In reference to "X-Box Invades the Bedroom" (by Suzy Hansen, Jan. 19): I thought, surely some other woman out there read that article and was disgusted enough to take the time to write in and describe their feelings in a more thoughtful and articulate way than I could. Alas to the women in Charlotte.
To make the record nice and clear, I don't agree with the content of the article, which is the basis for my dismay. I could point out that it is simply another way of making women look selfish and cold, unwilling to understand a hobby that differs from their own tastes. That it's simply another way to separate men from women, to show that the two individual points of view could never coincide and get along. Then it has an added undertone — Fie on the poor male who does not agree that the women's point of view is superior, who cannot agree that sitting and watching five hours of "must-see TV" is undoubtedly better than playing a video game, because that's what the woman wants to do. "[Watching TV] It's like reading a book," one of the women in the article says, and I'm going to avoid going further into that sentence because I don't need an ulcer at my age. What I am going to point out is that I am a woman in a relationship with a man who adores video games and spends many freetime hours playing them, and I could not be happier.
—Alisa Arruda, Charlotte
Still Left Behind
Perhaps a better title for this piece ("The People Left Behind," by Nate Blakeslee, Jan. 19) would be "The People Still Being Left Behind." We all know who "the people" refers to largely: blacks. To some lesser extent it also refers to other minorities. The indelible mark left on blacks by slavery cannot be disputed. When slavery ended, blacks found themselves with no economic opportunity, much like today. Ironically, many returned to their former masters for work. Eventually blacks started organizing and demanding equal treatment protection of the Constitution but it would be decades for anything to materialize. When it did, the progress was only de jure. De facto discrimination still marginalizes blacks at every turn.

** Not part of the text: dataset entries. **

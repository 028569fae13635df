pub mod coverage;
pub mod interval;
pub mod presence;
pub mod punch;
pub mod work_order;
use crate::cli::parser::Commands;
use crate::config::Config;
use crate::db::pool::DbPool;
use crate::errors::AppResult;
use crate::export::ExportLogic;

pub fn handle(cmd: &Commands, cfg: &Config) -> AppResult<()> {
    if let Commands::Export {
        format,
        file,
        range,
        employee,
        force,
    } = cmd
    {
        let mut pool = DbPool::open_ready(&cfg.database)?;
        ExportLogic::export(&mut pool, cfg, *format, file, range, employee, *force)?;
    }
    Ok(())
}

The more blacks agitated the status quo, the more it became evident something had to be done to contain their so-called aggression besides the outright violence of lynching and police brutality. Enter crack cocaine. After the CIA had infested black neighborhoods with it, they had the reason they needed to ramp up black incarceration. How can blacks complain when they are locked up, unable to vote, unable to protest and unable to reproduce? The US imprisons a quarter of the world's inmates — mostly black and mostly for trivial drug offenses. Maybe this is what Bush is referring to when he talks about spreading democracy and opportunity for all people. Human Rights Watch was right to publicly condemn the abysmal US record on human rights.
—George Thompson, Charlotte
The Drug War and Prohibition
In reference to Robert Sharpe's letter, "Drug War Worse Than Drugs" (Jan. 26), I'd like to add that if tough-on-drugs policies worked, the quixotic goal of a drug free America would have been reached a long time ago. And if liberal marijuana laws created more drug use, the Netherlands would have much higher drug usage rates than the US. It does not. In fact, the Dutch use marijuana and other recreational drugs at much lower rates than Americans do. See http://www.drugwarfacts.org/thenethe.htm.
Beyond just the use of marijuana as medicine, why do so many of our politicians want to keep criminalizing a natural herb that has never been documented to kill a single person? Why do apparently intelligent people want to arrest and jail other people who use or sell an easy-to-grow weed?
To understand, study the history of US alcohol prohibition. The gangster Al Capone made most of his illegal money from alcohol prohibition. Capone often bragged that he "owned" the city of Chicago and indeed, he had most of the politicians and police who ran the city on his payroll. Al Capone was a successful businessman and it's not unreasonable to suspect that the drug cartels of today are following his business model.
It's also not unreasonable to suspect that the drug cartels may have many high-level politicians and police officials on their payroll. Obviously, those politicians would advocate the continuation of drug prohibition, which is making the drug cartels so fabulously wealthy.
I'm not saying that any specific so-called "drug warrior" is on the payroll of the cartels — I'm just a little suspicious of the motives of all of the drug-war cheerleaders.
—Kirk Muse, Mesa, AZ
I just moved to Charlotte six months ago so I was thrilled to see that you are printing Hollis Gillespie's columns. She is outrageous, but I loved her when I was in Atlanta and read Creative Loafing there, and now I can feel like I'm back home for awhile each week.